The culture of the Republic of the Congo is rich, diverse and made up of a mix of about 4.5 million people in 2015 and just as many languages and customs. 

Half of Congolese people follow traditional beliefs, and there are 15 principle Bantu groups and more than 70 subgroups. The other half are 35% Roman Catholic, 15% other Christian and 2% Muslim.  The region was dominated by Bantu-speaking tribes, who built trade links leading into the Congo River basin. Congo-Brazzaville was formerly part of the French colony of Equatorial Africa.

Language and writings

The official language of the Republic of Congo is French. French is spoken by 56% of the Congolese population (78% of the population over 10 years), the second highest percentage of Africa in 2010, behind that of Gabon2. About 88% of Brazzavillans over 15 years of age say they have an easy expression in French.
The Republic of Congo has a number of well-known writers in Africa and the French-speaking world: Alain Mabanckou, Jean-Baptiste Tati Loutard, Jeannette Balou Tchichelle, Henri Lopes, Lassy Mbouity and Tchicaya U Tam'si.
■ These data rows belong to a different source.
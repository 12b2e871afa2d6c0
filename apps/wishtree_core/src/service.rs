use std::sync::Arc;

use tracing::info;
use wishtree_ai::Polisher;

use crate::error::WishError;
use crate::store::WishStore;
use crate::types::{NewWish, Wish, ANONYMOUS};

#[derive(Clone, Copy, Debug)]
pub struct SubmitPolicy {
    /// Reject submissions without an `anonymousId` instead of defaulting it.
    pub require_anonymous_id: bool,
    /// Run the best-effort polish on submitted content.
    pub enhance_on_submit: bool,
}

impl Default for SubmitPolicy {
    fn default() -> Self {
        Self {
            require_anonymous_id: false,
            enhance_on_submit: true,
        }
    }
}

#[derive(Clone, Debug, Default)]
pub struct SubmitWish {
    pub content: Option<String>,
    pub anonymous_id: Option<String>,
}

/// Validates, polishes and stores wishes. One instance, holding the one
/// long-lived store, is shared by every request.
pub struct WishService {
    store: Arc<dyn WishStore>,
    polisher: Polisher,
    policy: SubmitPolicy,
}

impl WishService {
    pub fn new(store: Arc<dyn WishStore>, polisher: Polisher, policy: SubmitPolicy) -> Self {
        Self {
            store,
            polisher,
            policy,
        }
    }

    pub async fn submit(&self, req: SubmitWish) -> Result<Wish, WishError> {
        let content = non_blank(req.content)
            .ok_or_else(|| WishError::validation("content is required"))?;
        let anonymous_id = non_blank(req.anonymous_id);
        if self.policy.require_anonymous_id && anonymous_id.is_none() {
            return Err(WishError::validation("anonymousId is required"));
        }

        // enhancement problems never fail a submission
        let content = if self.policy.enhance_on_submit {
            self.polisher.polish_or_keep(&content).await
        } else {
            content
        };

        let new = NewWish::new(content, anonymous_id.unwrap_or_else(|| ANONYMOUS.to_string()));
        let wish = self.store.append(new).await?;
        info!(id = wish.id, anonymous_id = %wish.anonymous_id, "wish stored");
        Ok(wish)
    }

    pub async fn list_wishes(&self) -> Result<Vec<Wish>, WishError> {
        Ok(self.store.list_all().await?)
    }
}

fn non_blank(s: Option<String>) -> Option<String> {
    s.filter(|s| !s.trim().is_empty())
}

#[cfg(test)]
mod tests {
    use super::*;
    use crate::store::StoreError;
    use async_trait::async_trait;
    use tokio::sync::Mutex;

    #[derive(Default)]
    struct MemStore(Mutex<Vec<Wish>>);

    #[async_trait]
    impl WishStore for MemStore {
        async fn append(&self, wish: NewWish) -> Result<Wish, StoreError> {
            let mut all = self.0.lock().await;
            let wish = wish.with_id(all.len() as i64 + 1);
            all.insert(0, wish.clone());
            Ok(wish)
        }

        async fn list_all(&self) -> Result<Vec<Wish>, StoreError> {
            Ok(self.0.lock().await.clone())
        }
    }

    struct Unreachable;

    #[async_trait]
    impl WishStore for Unreachable {
        async fn append(&self, _: NewWish) -> Result<Wish, StoreError> {
            Err(StoreError::io("/nowhere", std::io::ErrorKind::PermissionDenied.into()))
        }

        async fn list_all(&self) -> Result<Vec<Wish>, StoreError> {
            Err(StoreError::io("/nowhere", std::io::ErrorKind::PermissionDenied.into()))
        }
    }

    fn service(policy: SubmitPolicy) -> (Arc<MemStore>, WishService) {
        let store = Arc::new(MemStore::default());
        let svc = WishService::new(store.clone(), Polisher::disabled(), policy);
        (store, svc)
    }

    fn submit(content: Option<&str>, anon: Option<&str>) -> SubmitWish {
        SubmitWish {
            content: content.map(Into::into),
            anonymous_id: anon.map(Into::into),
        }
    }

    #[tokio::test]
    async fn blank_content_is_rejected_before_storage() {
        let (store, svc) = service(SubmitPolicy::default());
        for content in [None, Some(""), Some("  \n")] {
            let err = svc.submit(submit(content, Some("me"))).await.unwrap_err();
            assert!(matches!(err, WishError::Validation(ref m) if m == "content is required"));
        }
        assert!(store.0.lock().await.is_empty());
    }

    #[tokio::test]
    async fn anonymous_id_defaults_unless_required() {
        let (_, svc) = service(SubmitPolicy::default());
        let wish = svc.submit(submit(Some("a bicycle"), None)).await.unwrap();
        assert_eq!(wish.anonymous_id, ANONYMOUS);
        assert_eq!(wish.content, "a bicycle");

        let (store, strict) = service(SubmitPolicy {
            require_anonymous_id: true,
            ..SubmitPolicy::default()
        });
        let err = strict.submit(submit(Some("a bicycle"), Some(" "))).await.unwrap_err();
        assert!(matches!(err, WishError::Validation(ref m) if m == "anonymousId is required"));
        assert!(store.0.lock().await.is_empty());

        let ok = strict.submit(submit(Some("a bicycle"), Some("kid-7"))).await.unwrap();
        assert_eq!(ok.anonymous_id, "kid-7");
    }

    #[tokio::test]
    async fn storage_failure_surfaces() {
        let svc = WishService::new(
            Arc::new(Unreachable),
            Polisher::disabled(),
            SubmitPolicy::default(),
        );
        assert!(matches!(
            svc.submit(submit(Some("x"), None)).await,
            Err(WishError::Storage(StoreError::Io { .. }))
        ));
        assert!(matches!(svc.list_wishes().await, Err(WishError::Storage(_))));
    }
}
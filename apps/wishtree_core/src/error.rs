use axum::extract::rejection::JsonRejection;
use axum::http::StatusCode;
use axum::response::{IntoResponse, Response};
use axum::Json;
use thiserror::Error;
use tracing::error;

use crate::serializers::wish::ApiError;
use crate::store::StoreError;

#[derive(Debug, Error)]
pub enum WishError {
    /// A required field is missing or blank.
    #[error("{0}")]
    Validation(String),

    #[error(transparent)]
    Storage(#[from] StoreError),
}

impl WishError {
    pub fn validation(msg: impl Into<String>) -> Self {
        Self::Validation(msg.into())
    }

    pub fn status(&self) -> StatusCode {
        match self {
            Self::Validation(_) => StatusCode::BAD_REQUEST,
            Self::Storage(_) => StatusCode::INTERNAL_SERVER_ERROR,
        }
    }
}

impl From<JsonRejection> for WishError {
    fn from(rejection: JsonRejection) -> Self {
        Self::Validation(format!("invalid request body: {}", rejection.body_text()))
    }
}

impl IntoResponse for WishError {
    fn into_response(self) -> Response {
        let status = self.status();
        if status.is_server_error() {
            error!(error = %self, "wish request failed");
        }
        (status, Json(ApiError { error: self.to_string() })).into_response()
    }
}
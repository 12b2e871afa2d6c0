pub mod enhancer;
pub mod polisher;
pub mod prompt;
pub mod serializers;
pub mod urls;
pub mod views;

use std::time::Duration;

pub use enhancer::{EnhanceError, Enhancer, GeminiEnhancer};
pub use polisher::Polisher;
pub use prompt::PromptTemplate;

#[derive(Clone, Debug)]
pub struct AiCfg {
    /// Gemini API key. `None` disables enhancement; nothing else fails.
    pub api_key: Option<String>,
    pub model: String,
    pub base_url: String,
    /// Per-attempt request timeout (default 10s). Override with AI_TIMEOUT_SECS.
    pub timeout: Duration,
    /// Extra attempts for transient failures (default 2).
    pub max_retries: u32,
    /// Word budget handed to the polish prompt (default 30).
    pub polish_max_words: u32,
}

impl Default for AiCfg {
    fn default() -> Self {
        Self {
            api_key: None,
            model: "gemini-1.5-flash".into(),
            base_url: "https://generativelanguage.googleapis.com/v1beta".into(),
            timeout: Duration::from_secs(10),
            max_retries: 2,
            polish_max_words: 30,
        }
    }
}

impl AiCfg {
    pub fn from_env() -> Self {
        let defaults = Self::default();

        let api_key = std::env::var("GEMINI_API_KEY")
            .ok()
            .map(|k| k.trim().to_string())
            .filter(|k| !k.is_empty());
        let model = std::env::var("GEMINI_MODEL").unwrap_or(defaults.model);
        let base_url = std::env::var("GEMINI_BASE_URL").unwrap_or(defaults.base_url);

        let timeout = std::env::var("AI_TIMEOUT_SECS")
            .ok()
            .and_then(|s| s.parse().ok())
            .map(Duration::from_secs)
            .unwrap_or(defaults.timeout);
        let max_retries = std::env::var("AI_MAX_RETRIES")
            .ok()
            .and_then(|s| s.parse().ok())
            .unwrap_or(defaults.max_retries);
        let polish_max_words = std::env::var("POLISH_MAX_WORDS")
            .ok()
            .and_then(|s| s.parse().ok())
            .unwrap_or(defaults.polish_max_words);

        Self {
            api_key,
            model,
            base_url,
            timeout,
            max_retries,
            polish_max_words,
        }
    }

    /// Build the polisher described by this config: Gemini-backed when a key is
    /// present, disabled otherwise.
    pub fn polisher(&self) -> Result<Polisher, EnhanceError> {
        let template = PromptTemplate::wish_polish(self.polish_max_words);
        match GeminiEnhancer::from_cfg(self)? {
            Some(gemini) => Ok(Polisher::new(Some(std::sync::Arc::new(gemini)), template)),
            None => Ok(Polisher::new(None, template)),
        }
    }
}
//! Durable wish storage.
//!
//! Two backends implement [`WishStore`]:
//! - [`SqlWishStore`]: the `wishes` table through sea-orm; every append is a
//!   single atomic `INSERT`.
//! - [`FileWishStore`]: one pretty-printed JSON array, newest first. Appends
//!   are serialized by a per-store lock and land through a temp file rename.
//!
//! Both list newest-first and treat an absent store as empty.

mod file;
mod sql;

use std::path::PathBuf;

use async_trait::async_trait;
use thiserror::Error;

use crate::types::{NewWish, Wish};

pub use file::FileWishStore;
pub use sql::SqlWishStore;

#[derive(Debug, Error)]
pub enum StoreError {
    #[error("database error: {0}")]
    Db(#[from] sea_orm::DbErr),

    #[error("I/O error on {}: {source}", path.display())]
    Io {
        path: PathBuf,
        #[source]
        source: std::io::Error,
    },

    /// Persisted data that cannot be read back. Never overwritten.
    #[error("corrupt wish store {location}: {reason}")]
    Corrupt { location: String, reason: String },
}

impl StoreError {
    pub(crate) fn io(path: impl Into<PathBuf>, source: std::io::Error) -> Self {
        Self::Io {
            path: path.into(),
            source,
        }
    }

    pub(crate) fn corrupt(location: impl Into<String>, reason: impl ToString) -> Self {
        Self::Corrupt {
            location: location.into(),
            reason: reason.to_string(),
        }
    }
}

#[async_trait]
pub trait WishStore: Send + Sync {
    /// Persist `wish` and return it with its final id.
    async fn append(&self, wish: NewWish) -> Result<Wish, StoreError>;

    /// Every stored wish, newest first.
    async fn list_all(&self) -> Result<Vec<Wish>, StoreError>;
}
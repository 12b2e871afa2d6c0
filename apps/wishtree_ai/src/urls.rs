use axum::{Router, routing::post};
use crate::polisher::Polisher;
use crate::views::wish_polish::polish;

pub fn router(polisher: Polisher) -> Router {
    Router::new()
        .route("/api/polish", post(polish))
        .with_state(polisher)
}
Several artistic genres such as Congolese cinema struggle to make their breakthrough. After a promising start in the 1970s, the turbulent political environment and the closing of cinemas made production difficult. The country produces no feature films a year and filmmakers broadcast their production directly in video. In the end, in Congo-Brazzaville, culture remained until then the poor relation of the investments of successive governments.